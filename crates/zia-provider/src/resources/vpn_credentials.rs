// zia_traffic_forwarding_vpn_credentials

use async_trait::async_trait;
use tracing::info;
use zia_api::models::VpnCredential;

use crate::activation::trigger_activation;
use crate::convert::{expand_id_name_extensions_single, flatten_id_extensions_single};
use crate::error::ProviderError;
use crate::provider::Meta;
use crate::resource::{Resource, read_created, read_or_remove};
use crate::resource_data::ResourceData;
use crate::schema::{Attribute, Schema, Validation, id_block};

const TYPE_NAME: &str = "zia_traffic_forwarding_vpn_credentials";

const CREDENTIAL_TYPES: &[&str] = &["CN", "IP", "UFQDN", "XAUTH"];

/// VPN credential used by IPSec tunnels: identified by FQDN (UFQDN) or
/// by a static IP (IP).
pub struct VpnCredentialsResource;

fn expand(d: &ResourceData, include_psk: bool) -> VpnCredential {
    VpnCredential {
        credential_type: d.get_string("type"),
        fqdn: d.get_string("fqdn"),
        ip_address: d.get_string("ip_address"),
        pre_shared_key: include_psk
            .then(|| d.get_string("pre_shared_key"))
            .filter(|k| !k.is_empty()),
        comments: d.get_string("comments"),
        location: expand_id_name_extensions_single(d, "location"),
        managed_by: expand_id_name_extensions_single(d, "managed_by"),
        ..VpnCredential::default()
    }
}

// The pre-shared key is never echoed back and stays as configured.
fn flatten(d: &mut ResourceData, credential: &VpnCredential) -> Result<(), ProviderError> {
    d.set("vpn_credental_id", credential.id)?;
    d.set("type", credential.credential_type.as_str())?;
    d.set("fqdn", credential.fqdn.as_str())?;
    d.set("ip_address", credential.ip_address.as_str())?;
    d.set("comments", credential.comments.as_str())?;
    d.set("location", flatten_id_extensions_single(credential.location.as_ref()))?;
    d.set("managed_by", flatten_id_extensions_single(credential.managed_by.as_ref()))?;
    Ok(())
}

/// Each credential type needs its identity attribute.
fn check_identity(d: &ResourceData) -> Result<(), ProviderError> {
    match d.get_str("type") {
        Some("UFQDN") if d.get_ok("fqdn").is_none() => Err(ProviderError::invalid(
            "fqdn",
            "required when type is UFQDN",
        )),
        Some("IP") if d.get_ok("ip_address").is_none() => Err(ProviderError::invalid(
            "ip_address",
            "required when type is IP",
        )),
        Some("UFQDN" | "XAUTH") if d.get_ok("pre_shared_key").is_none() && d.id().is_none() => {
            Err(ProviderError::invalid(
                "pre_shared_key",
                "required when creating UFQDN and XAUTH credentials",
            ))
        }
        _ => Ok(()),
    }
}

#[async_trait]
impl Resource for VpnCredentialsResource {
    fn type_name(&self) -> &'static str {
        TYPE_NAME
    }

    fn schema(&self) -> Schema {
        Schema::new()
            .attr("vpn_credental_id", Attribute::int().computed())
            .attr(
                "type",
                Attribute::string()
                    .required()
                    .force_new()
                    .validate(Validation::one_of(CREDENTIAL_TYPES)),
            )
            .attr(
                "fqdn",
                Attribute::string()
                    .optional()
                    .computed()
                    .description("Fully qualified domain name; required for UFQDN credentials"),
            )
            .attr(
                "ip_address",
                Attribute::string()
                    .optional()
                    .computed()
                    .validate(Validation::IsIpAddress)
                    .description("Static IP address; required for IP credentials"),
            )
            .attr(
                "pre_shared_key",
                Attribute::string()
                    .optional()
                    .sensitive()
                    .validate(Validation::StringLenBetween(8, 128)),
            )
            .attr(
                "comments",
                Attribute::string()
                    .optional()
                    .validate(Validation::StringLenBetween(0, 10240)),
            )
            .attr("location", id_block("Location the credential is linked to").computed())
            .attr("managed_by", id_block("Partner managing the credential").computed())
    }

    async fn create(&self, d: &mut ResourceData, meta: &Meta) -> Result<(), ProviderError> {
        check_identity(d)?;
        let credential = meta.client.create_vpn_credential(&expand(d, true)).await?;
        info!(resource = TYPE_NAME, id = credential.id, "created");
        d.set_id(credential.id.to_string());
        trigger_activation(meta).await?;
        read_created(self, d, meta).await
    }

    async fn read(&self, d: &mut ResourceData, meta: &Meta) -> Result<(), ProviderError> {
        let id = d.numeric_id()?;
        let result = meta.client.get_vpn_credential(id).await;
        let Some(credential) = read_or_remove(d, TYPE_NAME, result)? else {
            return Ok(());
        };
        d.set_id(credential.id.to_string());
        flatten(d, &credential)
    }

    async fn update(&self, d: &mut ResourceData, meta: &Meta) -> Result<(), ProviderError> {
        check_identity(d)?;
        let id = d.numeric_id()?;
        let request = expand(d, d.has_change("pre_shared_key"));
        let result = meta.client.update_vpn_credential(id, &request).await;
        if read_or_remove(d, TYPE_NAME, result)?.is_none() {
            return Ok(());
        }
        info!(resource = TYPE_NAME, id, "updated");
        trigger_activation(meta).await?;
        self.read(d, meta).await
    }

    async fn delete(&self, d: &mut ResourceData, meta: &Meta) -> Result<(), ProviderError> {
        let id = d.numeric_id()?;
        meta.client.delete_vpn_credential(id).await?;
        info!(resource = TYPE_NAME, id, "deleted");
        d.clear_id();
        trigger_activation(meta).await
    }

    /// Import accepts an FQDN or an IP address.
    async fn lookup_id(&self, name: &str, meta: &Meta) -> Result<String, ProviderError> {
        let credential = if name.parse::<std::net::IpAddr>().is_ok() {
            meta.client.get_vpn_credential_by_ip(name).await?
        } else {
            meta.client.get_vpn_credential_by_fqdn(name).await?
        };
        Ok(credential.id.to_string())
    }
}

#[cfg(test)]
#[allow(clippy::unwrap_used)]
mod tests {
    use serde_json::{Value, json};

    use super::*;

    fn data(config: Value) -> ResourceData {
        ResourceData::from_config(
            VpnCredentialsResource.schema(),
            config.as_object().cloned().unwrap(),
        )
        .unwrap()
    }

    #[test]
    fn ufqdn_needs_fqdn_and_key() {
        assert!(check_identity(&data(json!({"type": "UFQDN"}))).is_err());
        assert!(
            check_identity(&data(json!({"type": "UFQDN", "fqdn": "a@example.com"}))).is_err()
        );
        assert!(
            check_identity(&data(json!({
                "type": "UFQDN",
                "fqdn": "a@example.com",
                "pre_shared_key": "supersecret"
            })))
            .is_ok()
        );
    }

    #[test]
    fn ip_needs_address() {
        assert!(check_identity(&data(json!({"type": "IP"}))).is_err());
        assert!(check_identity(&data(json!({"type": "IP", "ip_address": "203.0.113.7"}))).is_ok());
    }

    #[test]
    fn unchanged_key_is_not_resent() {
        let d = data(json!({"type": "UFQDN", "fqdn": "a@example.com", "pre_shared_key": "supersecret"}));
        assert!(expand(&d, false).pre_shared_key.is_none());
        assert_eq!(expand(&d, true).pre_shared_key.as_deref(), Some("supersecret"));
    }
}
—————
• _What you need to do_
Please return all lines above in which the string "info" is found.

• _Solution for this task_
use tracing::info;
        info!(resource = TYPE_NAME, id = credential.id, "created");
        info!(resource = TYPE_NAME, id, "updated");
        info!(resource = TYPE_NAME, id, "deleted");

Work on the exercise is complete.